It began as a fortuitous observation in a seawater tank.
A small piece of sea cucumber left behind from a laboratory experiment should have begun degrading within days.
Instead, weeks passed, then months, and eventually years.
The tissue was not only still present. It was alive.
Now, a study led by PhD student Sara Jobson in Memorial University’s Department of Ocean Sciences in the Faculty of Science, has documented what may be the first known case of long-term tissue survival and growth outside a living organism under natural conditions — a discovery that raises new questions about life, death and the boundaries in between.
“We’re seeing something that hasn’t been documented before in this kind of environment,” said Ms. Jobson, who led the research team in Dr. Annie Mercier’s lab at the Ocean Sciences Centre in Logy Bay, N.L. “We’ve always known that sea cucumbers can regenerate remarkably well, but the assumption was that any detached tissue would simply die.”
That assumption proved wrong.
Published in Science Advances, the research focuses on Psolus fabricii, a cold-water sea cucumber native to the North Atlantic.
When fragments of the animal’s tissue were removed and placed in flowing natural seawater, they healed, re-organized and continued to function for over three years.
Rethinking what it means to be alive
Scientists have long understood that sea cucumbers and other echinoderms possess remarkable regenerative abilities.
Entire organs can be regrown after injury, and lost body parts can be replaced.
What had never been observed until now was the fate of the tissue left behind.
“They challenge our usual definitions — they’re not clearly alive in the traditional sense, but they’re not dead, either.”
Conventional wisdom holds that complex tissue quickly decays once separated, and even cell lines kept in laboratory settings typically require tightly controlled conditions to survive.
But the research team found something entirely different.

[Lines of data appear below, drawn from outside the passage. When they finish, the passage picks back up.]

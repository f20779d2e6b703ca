#![allow(dead_code)]

use assert_cmd::Command;
use tempfile::TempDir;
use wiremock::{Mock, MockServer};

/// Mock VAT API for blocking CLI runs; the runtime keeps the server alive.
pub struct MockApi {
    server: MockServer,
    runtime: tokio::runtime::Runtime,
}

impl MockApi {
    pub fn start() -> Self {
        let runtime = tokio::runtime::Builder::new_multi_thread()
            .worker_threads(1)
            .enable_all()
            .build()
            .unwrap();
        let server = runtime.block_on(MockServer::start());
        Self { server, runtime }
    }

    pub fn mount(&self, mock: Mock) {
        self.runtime.block_on(mock.mount(&self.server));
    }

    pub fn uri(&self) -> String {
        self.server.uri()
    }

    pub fn request_count(&self) -> usize {
        self.runtime
            .block_on(self.server.received_requests())
            .map(|requests| requests.len())
            .unwrap_or(0)
    }
}

/// A profile directory, optionally holding an API key.
pub struct Profile {
    dir: TempDir,
}

impl Profile {
    pub fn empty() -> Self {
        Self {
            dir: tempfile::tempdir().unwrap(),
        }
    }

    pub fn with_api_key(key: &str) -> Self {
        let profile = Self::empty();
        std::fs::write(
            profile.dir.path().join("config.json"),
            format!(r#"{{"apiKey":"{}"}}"#, key),
        )
        .unwrap();
        profile
    }

    pub fn path(&self) -> &std::path::Path {
        self.dir.path()
    }

    /// The binary pointed at this profile and the given API base URL.
    pub fn cmd(&self, base_url: &str) -> Command {
        let mut cmd = Command::cargo_bin("vatapi").unwrap();
        cmd.env("VATAPI_CONFIG_DIR", self.dir.path())
            .env("VATAPI_BASE_URL", base_url)
            .env("NO_COLOR", "1")
            .env_remove("RUST_LOG");
        cmd
    }
}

Their samples were kept in non-sterile seawater: a microbially rich environment where tissue would normally break down.
Instead, it thrived.
“These fragments aren’t developing into new individuals, but they are continuing to function as self-sustaining biological units,” Ms. Jobson said. “They’re maintaining active cellular processes even though they’re no longer part of the original organism.”
Fragments taken from tube feet and tentacles not only survived but actively repaired themselves.
Wounds closed within days, cells continued to divide and reorganize, and the tissue showed signs of immune activity and metabolic function.
Without a mouth or digestive system, the fragments appeared to sustain themselves by absorbing dissolved nutrients directly from seawater and possibly recycling their own internal resources.
“They challenge our usual definitions — they’re not clearly alive in the traditional sense, but they’re not dead either.”
The researchers have informally dubbed them “zombie tissues,” reflecting their unusual state between life and death.
They do not develop into new organisms, nor do they reproduce.
Yet they persist, functioning as independent living systems.
A discovery years in the making
The finding was not the result of a single experiment, but of careful observation over time.
The team first noticed that some excised tissue had not decayed after several weeks.
Intrigued, they extended their monitoring and the tissue kept going.
Eventually, Ms. Jobson initiated the formal study that was recently published.
Over the course of more than three years, researchers tracked changes in the samples, documenting growth, structural reorganization and sustained biological activity.
Even at the end of the study period, there were no clear signs of aging or decline.
“Our findings generate so many other questions,” said Ms. Jobson. “Why would these small tissue chunks maintain the ability to heal and survive without any reproductive purpose? What’s the evolutionary driver that allows that to happen?”
Comparative experiments with other echinoderms, including sea stars and sea urchins, did not produce the same results.
Those tissues degraded within weeks or months, highlighting the unique properties of Psolus fabricii.
Implications for science and medicine
While the notion of “immortality” is still debated and may not fully apply, the implications of this work are far-reaching.
For centuries, scientists have attempted to grow and maintain living tissue outside an organism.
Successes such as immortal cell lines require highly controlled laboratory environments and typically involve simplified systems, not complex, multicellular tissue capable of healing and organizing itself.
The sea cucumber tissues, by contrast, demonstrate the ability to persist in natural conditions while maintaining structure and function, a combination not seen before.
This opens new possibilities for regenerative biology, tissue engineering and biomedical research.
“From everything we’ve seen so far, there’s no indication that these tissues are approaching an endpoint.”
These “living explants” could provide a model system that is easier to maintain, ethically less complex and potentially more reflective of real-world biological conditions without sacrificing the donor animals.
“We still don’t understand what evolutionary advantage might explain this kind of persistence,” Ms. Jobson said.
She compares the phenomenon to a detached body part that continues to heal and function independently.
“From everything we’ve seen so far, there’s no indication that these tissues are approaching an endpoint.”
There are still many unanswered questions.
For now, the discovery underscores the importance of curiosity-driven research and of paying attention when something in a tank does the unexpected.
What began as a simple observation has opened a new window into the resilience of life in the ocean and perhaps, one day, into new ways of understanding our own.